Moreover, mycobacterial shedding results suggested that infected animals could also be infectious at the late time point. Even though mycobacterial DNA was not detected from oral swabs in any case throughout both experiments, mycobacterial DNA in feces was detected in a few animals, although with a very low bacterial burden. Therefore, a fecal–oral transmission cannot be ruled out. Little evidence could be gathered from the histological study where only four animals with lung lesions and one with salivary gland lesions could be observed that could support mycobacterial excretion through sputum (both from lower respiratory tract exudates and/or from saliva). The characteristic skin lesions described in field TB cases in voles could be explained by transmission trough bites from infected individuals excreting mycobacteria through the saliva [
3]. Still, one of the contact-uninoculated animals seroconverted. Interestingly, this animal shared cage with two inoculated animals in which lesions were not observed neither in the lungs nor in the salivary gland, and additionally qPCR and culture form their lungs, as well as from the feces and oral swabs of these animals that were also negative. Therefore, there is no evidence of
M. microti transmission between these animals. However, certain evidence of infection was found in the seropositive contact animal, consisting of a single multinucleated giant cell and a single AFB compatible structure in the studied sections (
Figure 6), that precluded a solid confirmation of horizontal transmission in our experimental setting. Further studies with more prolonged incubation times are needed to assess this. An alternative explanation for seroconversion could be an oral exposure to mycobacteria from the inoculation point of its cage mates at day 0.
5. Conclusions
M. microti IP and IG challenge successfully reproduced a TB phenotype resembling field infection in bank voles.

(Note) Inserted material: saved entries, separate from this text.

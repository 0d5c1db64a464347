mod app;
mod color;
mod state;
mod ui;

use app::GpaLedgerApp;
use eframe::egui;
use gpa_ledger::config::AppConfig;
use gpa_ledger::data::store::CourseStore;
use state::AppState;

fn main() -> eframe::Result {
    env_logger::init();

    let config = AppConfig::load().unwrap_or_else(|e| {
        log::warn!("Ignoring configuration: {e:#}");
        AppConfig::default()
    });
    log::info!("Using data file {}", config.data_file.display());

    let options = eframe::NativeOptions {
        viewport: egui::ViewportBuilder::default()
            .with_inner_size(config.window_size)
            .with_min_inner_size([800.0, 500.0]),
        ..Default::default()
    };

    eframe::run_native(
        "GPA Ledger",
        options,
        Box::new(move |_cc| {
            let state = AppState::open(CourseStore::new(config.data_file));
            Ok(Box::new(GpaLedgerApp::new(state)))
        }),
    )
}
use eframe::egui;

use crate::state::AppState;
use crate::ui::{panels, plot, table};

// ---------------------------------------------------------------------------
// eframe App implementation
// ---------------------------------------------------------------------------

pub struct GpaLedgerApp {
    pub state: AppState,
}

impl GpaLedgerApp {
    pub fn new(state: AppState) -> Self {
        Self { state }
    }
}

impl eframe::App for GpaLedgerApp {
    fn update(&mut self, ctx: &egui::Context, _frame: &mut eframe::Frame) {
        // ---- Top panel: menu bar and row actions ----
        egui::TopBottomPanel::top("top_bar").show(ctx, |ui| {
            panels::top_bar(ui, &mut self.state);
        });

        // ---- Left side panel: filters and summary ----
        egui::SidePanel::left("filter_panel")
            .default_width(260.0)
            .resizable(true)
            .show(ctx, |ui| {
                egui::ScrollArea::vertical()
                    .auto_shrink([false, false])
                    .show(ui, |ui| {
                        panels::side_panel(ui, &mut self.state);
                    });
            });

        // ---- Bottom panel: GPA chart ----
        egui::TopBottomPanel::bottom("chart_panel")
            .default_height(260.0)
            .resizable(true)
            .show(ctx, |ui| {
                plot::gpa_chart(ui, &self.state);
            });

        // ---- Central panel: course table ----
        egui::CentralPanel::default().show(ctx, |ui| {
            table::course_table(ui, &mut self.state);
        });

        // ---- Modal windows ----
        panels::course_dialog(ctx, &mut self.state);
        panels::delete_dialog(ctx, &mut self.state);
    }
}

The IP route provides more consistent results than IG (100% attack rate and earlier pathology onset). Increasing two logs the infectious titer inoculated accelerates (approximately times two) the onset of TB pathology, thus optimizing the model.
Longer studies are required to confirm likely horizontal transmission between voles.
As disease progresses, splenomegaly increases, the number of liver granulomas remains unchanged but granulomas become bigger and develop a central necrotic core. For surveillance matters in field voles, microscopic examination of the liver is recommended in the absence of macroscopically visible lesions, particularly in voles with a certain degree of splenomegaly. Spread to other organs, such as the lung or salivary glands, leading to mycobacterial shedding, probably depends on host-related individual factors.